One of the first conditions that will bring about disunity will be selfishness; another will be envy: "Brother So-and-so passed me by and said nothing to me about the matter." "The bishopric chose Sister So-and-so to be organist, and she can't play half as well as I." "I'm not going to priesthood meeting any more because the bishopric appointed a certain man to act as adviser of the priests." "The Sunday School chose So-and-so as a teacher." "The superintendent released me, and I feel hurt." "The presidency of the stake has never recognized me, and I feel offended." The General Authorities do not always see eye to eye." Oh! a hundred and one little things like that may come up -- little things, insignificant in themselves when we compare them with the greater and more real things of life. And yet, I know from experience that the adversary can so magnify them that they become mountains in our lives, and we are offended, and our spirituality starves because we entertain those feelings.

 

Beware Fault-finding

 

There is another element -- fault-finding -- associated with that spirit of envy. We find fault with a neighbor. We speak ill of each other. When that feeling comes, it is a good thing just to sing that simple little Mormon hymn, "Nay, Speak No Ill."

 

"Nay, speak no ill; a kindly word

             Can never leave a sting behind;

             And, oh, to breathe each tale we've heard

             Is far beneath a noble mind.
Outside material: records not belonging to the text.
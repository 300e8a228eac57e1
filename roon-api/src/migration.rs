//! Schema migrations.
//!
//! Tables are created from the entity definitions, so column types always
//! match what the search engine reflects.

use sea_orm::{EntityTrait, Schema};
use sea_orm_migration::prelude::*;

use crate::models::{answer, answer_tag, answers_tags, question, question_topic, questions_topics};

pub struct Migrator;

#[async_trait::async_trait]
impl MigratorTrait for Migrator {
    fn migrations() -> Vec<Box<dyn MigrationTrait>> {
        vec![Box::new(CreateQaTables)]
    }
}

pub struct CreateQaTables;

impl MigrationName for CreateQaTables {
    fn name(&self) -> &'static str {
        "m20240101_000001_create_qa_tables"
    }
}

fn create_table<E: EntityTrait>(schema: &Schema, entity: E) -> TableCreateStatement {
    schema.create_table_from_entity(entity).if_not_exists().to_owned()
}

fn drop_table<E: EntityTrait>(entity: E) -> TableDropStatement {
    Table::drop().table(entity).if_exists().to_owned()
}

#[async_trait::async_trait]
impl MigrationTrait for CreateQaTables {
    async fn up(&self, manager: &SchemaManager) -> Result<(), DbErr> {
        let schema = Schema::new(manager.get_database_backend());

        // Parents first. questions.canonical_answer_id has no constraint.
        manager.create_table(create_table(&schema, question_topic::Entity)).await?;
        manager.create_table(create_table(&schema, answer_tag::Entity)).await?;
        manager.create_table(create_table(&schema, question::Entity)).await?;
        manager.create_table(create_table(&schema, answer::Entity)).await?;
        manager.create_table(create_table(&schema, questions_topics::Entity)).await?;
        manager.create_table(create_table(&schema, answers_tags::Entity)).await?;
        Ok(())
    }

    async fn down(&self, manager: &SchemaManager) -> Result<(), DbErr> {
        manager.drop_table(drop_table(answers_tags::Entity)).await?;
        manager.drop_table(drop_table(questions_topics::Entity)).await?;
        manager.drop_table(drop_table(answer::Entity)).await?;
        manager.drop_table(drop_table(question::Entity)).await?;
        manager.drop_table(drop_table(answer_tag::Entity)).await?;
        manager.drop_table(drop_table(question_topic::Entity)).await?;
        Ok(())
    }
}
use chrono::NaiveDateTime;
use roon_search::{RelationshipEdge, Searchable, schema::Junction};
use sea_orm::entity::prelude::*;
use serde::{Deserialize, Serialize};
use utoipa::ToSchema;

#[derive(Clone, Debug, PartialEq, DeriveEntityModel, Serialize, Deserialize, ToSchema)]
#[sea_orm(table_name = "question_topics")]
#[schema(as = QuestionTopic)]
pub struct Model {
    #[sea_orm(primary_key, auto_increment = false)]
    pub question_topic_id: Uuid,
    #[sea_orm(unique)]
    pub title: String,
    pub created_at: NaiveDateTime,
    pub last_modified: NaiveDateTime,
    pub is_active: bool,
    #[sea_orm(nullable)]
    pub deactivated_at: Option<NaiveDateTime>,
}

#[derive(Copy, Clone, Debug, EnumIter, DeriveRelation)]
pub enum Relation {}

impl Related<super::question::Entity> for Entity {
    fn to() -> RelationDef {
        super::questions_topics::Relation::Question.def()
    }

    fn via() -> Option<RelationDef> {
        Some(super::questions_topics::Relation::QuestionTopic.def().rev())
    }
}

impl ActiveModelBehavior for ActiveModel {}

impl Searchable for Entity {
    const RESOURCE_NAME_SINGULAR: &'static str = "topic";
    const RESOURCE_NAME_PLURAL: &'static str = "topics";

    fn relationships() -> Vec<RelationshipEdge> {
        vec![RelationshipEdge::many_to_many(
            "questions",
            "questions",
            "question_topic_id",
            Junction::new("questions_topics", "question_topic_id", "question_id"),
            "question_id",
        )]
    }
}
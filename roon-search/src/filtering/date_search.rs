//! `<field>_date_start` / `<field>_date_end` range searches.

use chrono::{DateTime, NaiveDate, NaiveDateTime};

use super::{
    predicate::{Lookup, Predicate},
    scope::QueryScope,
};
use crate::{errors::SearchError, params::ParameterSet, schema::RenameTable};

const START_MARKER: &str = "date_start";
const END_MARKER: &str = "date_end";

const BAD_FORMAT: &str = "For date search, please format datetime as follows: YYYY-MM-DDTH:M:S";
const BAD_ATTRIBUTE: &str = "For date search, a valid model attribute needs to be provided.";
const NOT_A_DATE: &str = "For date search, a valid datetime model attribute needs to be provided.";
const BAD_RANGE: &str =
    "For date range search, the date_end has to be greater than the date_start.";
const MIXED_FIELDS: &str =
    "For date range search, date_start and date_end have to refer to the same attribute.";

const NAIVE_FORMATS: [&str; 4] = [
    "%Y-%m-%dT%H:%M:%S%.f",
    "%Y-%m-%d %H:%M:%S%.f",
    "%Y-%m-%dT%H:%M",
    "%Y-%m-%d %H:%M",
];

/// Parse a timestamp, dropping any timezone offset.
///
/// Accepts RFC 3339, `YYYY-MM-DDTHH:MM[:SS[.f]]` with `T` or a space, and a
/// bare `YYYY-MM-DD` (midnight).
#[must_use]
pub fn parse_naive_datetime(value: &str) -> Option<NaiveDateTime> {
    let value = value.trim();
    if let Ok(parsed) = DateTime::parse_from_rfc3339(value) {
        return Some(parsed.naive_local());
    }
    NAIVE_FORMATS
        .iter()
        .find_map(|format| NaiveDateTime::parse_from_str(value, format).ok())
        .or_else(|| {
            NaiveDate::parse_from_str(value, "%Y-%m-%d")
                .ok()
                .and_then(|date| date.and_hms_opt(0, 0, 0))
        })
}

/// Field named by a date key: everything before the last two `_` segments.
fn field_of(key: &str) -> &str {
    key.rsplitn(3, '_').last().unwrap_or(key)
}

#[derive(Default)]
struct Bounds<'p> {
    field: Option<&'p str>,
    start: Option<NaiveDateTime>,
    end: Option<NaiveDateTime>,
    matched: Vec<&'p str>,
}

impl<'p> Bounds<'p> {
    fn record(&mut self, key: &'p str, params: &ParameterSet) -> Result<(), SearchError> {
        let is_start = key.contains(START_MARKER);
        let field = field_of(key);
        self.matched.push(key);

        match self.field {
            Some(existing) if existing != field => return Err(SearchError::date(MIXED_FIELDS)),
            _ => self.field = Some(field),
        }

        let parsed = params
            .get_str(key)
            .and_then(|text| parse_naive_datetime(&text))
            .ok_or_else(|| SearchError::date(BAD_FORMAT))?;

        if is_start {
            self.start = Some(parsed);
        } else {
            self.end = Some(parsed);
        }
        Ok(())
    }
}

/// Apply any date bounds found in `params` to `scope`.
///
/// Returns the narrowed scope and the parameters without the date keys.
/// Renamed fields skip validation and use their storage path; any other
/// field must resolve, through relation prefixes if needed, to a date or
/// datetime column.
///
/// # Errors
///
/// `DateSearch` for malformed timestamps, unknown or non-date fields, bounds
/// on different fields, or a start that is not before the end.
pub fn resolve(
    scope: QueryScope,
    params: &ParameterSet,
    renames: &RenameTable,
) -> Result<(QueryScope, ParameterSet), SearchError> {
    let mut bounds = Bounds::default();
    for key in params.keys() {
        if key.contains(START_MARKER) || key.contains(END_MARKER) {
            bounds.record(key, params)?;
        }
    }

    let Some(field) = bounds.field else {
        return Ok((scope, params.clone()));
    };
    let remaining = params.without(&bounds.matched);

    let path = if let Some(target) = renames.get(field) {
        target.to_string()
    } else {
        let resolved = scope
            .registry()
            .resolve_path(scope.root().name(), field)
            .map_err(|err| match err {
                SearchError::UnknownField { .. } => SearchError::date(BAD_ATTRIBUTE),
                other => other,
            })?;
        if !resolved.kind.is_temporal() {
            return Err(SearchError::date(NOT_A_DATE));
        }
        field.to_string()
    };

    let lookup = match (bounds.start, bounds.end) {
        (Some(start), Some(end)) if start < end => Lookup::Range(start, end),
        (Some(_), Some(_)) => return Err(SearchError::date(BAD_RANGE)),
        (Some(start), None) => Lookup::Gte(start),
        (None, Some(end)) => Lookup::Lte(end),
        (None, None) => return Ok((scope, remaining)),
    };

    tracing::debug!(field = %path, ?lookup, "Applying date search");
    let scope = scope.filter(Predicate::field(path, lookup))?;
    Ok((scope, remaining))
}
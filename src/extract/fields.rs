//! Thai row labels → canonical field keys, and the sections they live in.
//!
//! Lookup is exact on the normalised label. A label missing from the
//! dictionary means "drop the row"; that is filtering, not an error.

use std::collections::HashMap;
use std::sync::LazyLock;

use super::text::normalize;

pub type FieldDictionary = HashMap<&'static str, &'static str>;

/// Balance-sheet, income and ratio rows of the highlights table.
pub static FINANCIAL_FIELDS: LazyLock<FieldDictionary> = LazyLock::new(|| {
    HashMap::from([
        ("สินทรัพย์รวม", "totalAssets"),
        ("สินทรัทย์รวม", "totalAssets"),  // misspelt on some pages
        ("หนี้สินรวม", "totalLiabilities"),
        ("ส่วนของผู้ถือหุ้น", "equity"),
        ("มูลค่าหุ้นที่เรียกชำระแล้ว", "paidUpCapital"),
        ("รายได้รวม", "totalRevenue"),
        ("กำไร (ขาดทุน) จากกิจกรรมอื่น", "otherActivitiesProfit"),
        ("กำไรสุทธิ", "netProfit"),
        ("กำไรต่อหุ้น (บาท)", "eps"),
        ("ROA (%)", "roa"),
        ("ROE (%)", "roe"),
        ("อัตรากำไรสุทธิ (%)", "netProfitMargin"),
        ("D/E (เท่า)", "debtToEquity"),
    ])
});

/// Trading-statistics rows.
pub static TRADING_FIELDS: LazyLock<FieldDictionary> = LazyLock::new(|| {
    HashMap::from([
        ("ราคาล่าสุด (บาท)", "lastPrice"),
        ("มูลค่าหลักทรัพย์ตามราคาตลาด (ล้านบาท)", "marketCap"),
        ("P/E (เท่า)", "pe"),
        ("P/BV (เท่า)", "pbv"),
        ("มูลค่าหุ้นทางบัญชีต่อหุ้น (บาท)", "bvps"),
        ("อัตราส่วนเงินปันผลตอบแทน (%)", "dividendYield"),
    ])
});

pub fn resolve_field(label: &str, dictionary: &FieldDictionary) -> Option<&'static str> {
    dictionary.get(label).copied()
}

// ── Sections ──────────────────────────────────────────────────────────────────

#[derive(Debug, Clone, Copy, PartialEq, Eq, Hash, Default)]
pub enum SectionKind {
    #[default]
    KeyFinancials,
    FinancialRatios,
    MarketStatistics,
}

impl SectionKind {
    pub fn key(self) -> &'static str {
        match self {
            Self::KeyFinancials => "key_financials",
            Self::FinancialRatios => "financial_ratios",
            Self::MarketStatistics => "market_statistics",
        }
    }

    pub fn label(self) -> &'static str {
        match self {
            Self::KeyFinancials => "บัญชีทางการเงินที่สำคัญ",
            Self::FinancialRatios => "อัตราส่วนทางการเงินที่สำคัญ",
            Self::MarketStatistics => "ค่าสถิติสำคัญ ณ วันที่",
        }
    }

    pub fn dictionary(self) -> &'static FieldDictionary {
        match self {
            Self::KeyFinancials | Self::FinancialRatios => &FINANCIAL_FIELDS,
            Self::MarketStatistics => &TRADING_FIELDS,
        }
    }

    /// Which section a label names, if any.
    pub fn named_in(label: &str) -> Option<Self> {
        if label.contains("ค่าสถิติ") || label.contains("สถิติการซื้อขาย") {
            Some(Self::MarketStatistics)
        } else if label.contains("อัตราส่วนทางการเงิน") {
            Some(Self::FinancialRatios)
        } else if label.contains("บัญชีทางการเงิน") {
            Some(Self::KeyFinancials)
        } else {
            None
        }
    }
}

/// A row is a section header when its label names a section and it carries
/// no values. Header detection is checked before dictionary lookup.
pub fn section_header(row: &[String]) -> Option<SectionKind> {
    let (label, values) = row.split_first()?;
    if values.iter().any(|v| !normalize(v).is_empty()) {
        return None;
    }
    SectionKind::named_in(&normalize(label))
}

#[cfg(test)]
mod tests {
    use super::*;

    fn row(cells: &[&str]) -> Vec<String> {
        cells.iter().map(|s| s.to_string()).collect()
    }

    #[test]
    fn test_resolve_exact_only() {
        assert_eq!(resolve_field("สินทรัพย์รวม", &FINANCIAL_FIELDS), Some("totalAssets"));
        assert_eq!(resolve_field("สินทรัพย์รวม (ล้านบาท)", &FINANCIAL_FIELDS), None);
        assert_eq!(resolve_field("P/E (เท่า)", &TRADING_FIELDS), Some("pe"));
        assert_eq!(resolve_field("P/E (เท่า)", &FINANCIAL_FIELDS), None);
    }

    #[test]
    fn test_dictionaries_disjoint() {
        for label in FINANCIAL_FIELDS.keys() {
            assert!(!TRADING_FIELDS.contains_key(label), "{label} in both dictionaries");
        }
    }

    #[test]
    fn test_section_header_detection() {
        assert_eq!(
            section_header(&row(&["บัญชีทางการเงินที่สำคัญ", "", ""])),
            Some(SectionKind::KeyFinancials)
        );
        assert_eq!(
            section_header(&row(&["อัตราส่วนทางการเงินที่สำคัญ"])),
            Some(SectionKind::FinancialRatios)
        );
        assert_eq!(
            section_header(&row(&["ค่าสถิติสำคัญ ณ วันที่", "\u{a0}"])),
            Some(SectionKind::MarketStatistics)
        );
        assert_eq!(section_header(&row(&["สินทรัพย์รวม", "", ""])), None);
        assert_eq!(section_header(&[]), None);
    }

    #[test]
    fn test_blank_dividend_yield_row_is_not_header() {
        let r = row(&["อัตราส่วนเงินปันผลตอบแทน (%)", "", ""]);
        assert_eq!(section_header(&r), None);
    }

    #[test]
    fn test_data_row_with_section_word_is_not_header() {
        let r = row(&["อัตราส่วนเงินปันผลตอบแทน (%)", "3.10", "2.95"]);
        assert_eq!(section_header(&r), None);
        assert_eq!(resolve_field(&r[0], &TRADING_FIELDS), Some("dividendYield"));
    }
}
             Full oft a better seed is sown

             By choosing thus the kinder plan,

             For, if but little good is known,

             Still let us speak the best we can.

 

"Then speak no ill, but lenient be

             To other's failings as your own.

             If you're the first a fault to see,

             Be not the first to make it known,

             For life is but a passing day;

             No lip may tell how brief its span;

             Then, O the little time we stay,

             Let's speak of all the best we can."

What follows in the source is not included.